Take a look at these ears! I have recently noticed that the wee fella's lynx tips are getting really long and dark. When he was tiny they were much paler and less obvious but not anymore..


----------



## Dally Banjo (Oct 22, 2009)

WOW stunning :thumbup: Louie's are getting there it might help if he stoped crashing into things at 100mph  :lol:


----------



## XxZoexX (Sep 8, 2010)

Wow he really is stunning!!


----------



## lymorelynn (Oct 4, 2008)

What fabulous ears :thumbup: Beautiful cat :thumbup:


----------



## messyhearts (Feb 6, 2009)

Beautiful!


----------



## Forget-me-not (May 5, 2010)

Thanks . Leo is only 8 months old and still developing. He has always had well defined facial markings but it was my daughter who noticed his lynx tips were becoming really long. Against this wall, they show up really well!


----------



## Cazzer (Feb 1, 2010)

gorgeous boy.

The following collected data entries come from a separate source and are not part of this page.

use chrono::Utc;

use crate::branding::OrgBranding;
use crate::config::CoreConfig;
use crate::crypto::SecretString;
use crate::events::{dispatch, AppEvent};
use crate::repository::{Member, MemberStatus, MemberUpdate, Organization, UpsertProfile};
use crate::session::{AuthProvider, Identity};
use crate::tenant::TenantScope;
use crate::validators::{validate_name, validate_password_with};
use crate::{CoreError, MemberRepository, ProfileRepository, LOG_TARGET};

/// Input for first-time account setup at the invite gate.
#[derive(Debug)]
pub struct CompleteSetupInput {
    pub full_name: String,
    pub password: SecretString,
}

/// Action to finish first-time setup for an invited member.
///
/// This action:
/// 1. Validates the chosen name and password
/// 2. Sets the real password with the auth provider
/// 3. Moves the roster entry from `Pending` to `Active` and records the name
/// 4. Writes the profile row with setup marked complete
/// 5. Stamps organization branding onto the identity's metadata
///
/// The branding write is best-effort: a failure is logged and setup still
/// completes, since branding only affects email cosmetics.
pub struct CompleteSetupAction<A, M, P>
where
    A: AuthProvider,
    M: MemberRepository,
    P: ProfileRepository,
{
    provider: A,
    members: M,
    profiles: P,
    config: CoreConfig,
}

impl<A, M, P> CompleteSetupAction<A, M, P>
where
    A: AuthProvider,
    M: MemberRepository,
    P: ProfileRepository,
{
    pub fn new(provider: A, members: M, profiles: P) -> Self {
        Self {
            provider,
            members,
            profiles,
            config: CoreConfig::default(),
        }
    }

    pub fn with_config(provider: A, members: M, profiles: P, config: CoreConfig) -> Self {
        Self {
            provider,
            members,
            profiles,
            config,
        }
    }

    /// # Errors
    ///
    /// - `CoreError::Validation(_)` - name or password rejected
    /// - `CoreError::MemberNotFound` - no roster entry for this identity
    /// - `Err(_)` - provider or data store errors; the gate stays up
    #[cfg_attr(
        feature = "tracing",
        tracing::instrument(name = "complete_setup", skip_all, err)
    )]
    pub async fn execute(
        &self,
        identity: &Identity,
        scope: TenantScope,
        organization: &Organization,
        input: CompleteSetupInput,
    ) -> Result<Member, CoreError> {
        validate_name(&input.full_name)?;
        validate_password_with(input.password.expose_secret(), self.config.password)?;

        // password first: if this fails the member stays Pending and the
        // gate is shown again on the next load
        self.provider.update_password(&input.password).await?;

        let member = self
            .members
            .find_by_org_and_email(scope.org_id(), &identity.email)
            .await?
            .ok_or(CoreError::MemberNotFound)?;

        self.members
            .update(
                member.id,
                MemberUpdate {
                    full_name: Some(input.full_name.clone()),
                    ..Default::default()
                },
            )
            .await?;
        self.members
            .update_status(member.id, MemberStatus::Active)
            .await?;
        // removal later uses this link to revoke the profile row
        let member = self.members.link_identity(member.id, &identity.id).await?;

        self.profiles
            .upsert(UpsertProfile {
                identity_id: identity.id.clone(),
                org_id: scope.org_id(),
                full_name: input.full_name,
                role: member.role.clone(),
                setup_complete: true,
            })
            .await?;

        let branding = OrgBranding::derive(&organization.name);
        if let Err(e) = self.provider.set_branding_metadata(&branding).await {
            log::warn!(
                target: LOG_TARGET,
                "msg=\"branding metadata write failed, setup still complete\", org_id={}, error=\"{e}\"",
                scope.org_id()
            );
        }

        log::info!(
            target: LOG_TARGET,
            "msg=\"member activated\", org_id={}, member_id={}",
            scope.org_id(),
            member.id
        );

        dispatch(AppEvent::MemberActivated {
            org_id: scope.org_id(),
            member_id: member.id,
            at: Utc::now(),
        })
        .await;

        Ok(member)
    }
}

I love my NFC but I think I'll have a sneak a coonie in at some point!


----------



## BSH (Jul 28, 2010)

He's a stunner!


----------



## Taylorbaby (Jan 10, 2009)

blimey lol! are you goingto show him? his lovely L


----------



## Forget-me-not (May 5, 2010)

Thanks everyone! 


> Taylorbaby
> Re: Possibly the best lynx tips in town
> blimey lol! are you goingto show him? his lovely L


No I don't plan on showing him. He is very much a pet although he is very friendly even with strangers. He apparently visit next door and watches the footie with my neighbour!Typical man :001_cool:


----------



## metame (Sep 25, 2009)

he's bootiful!


----------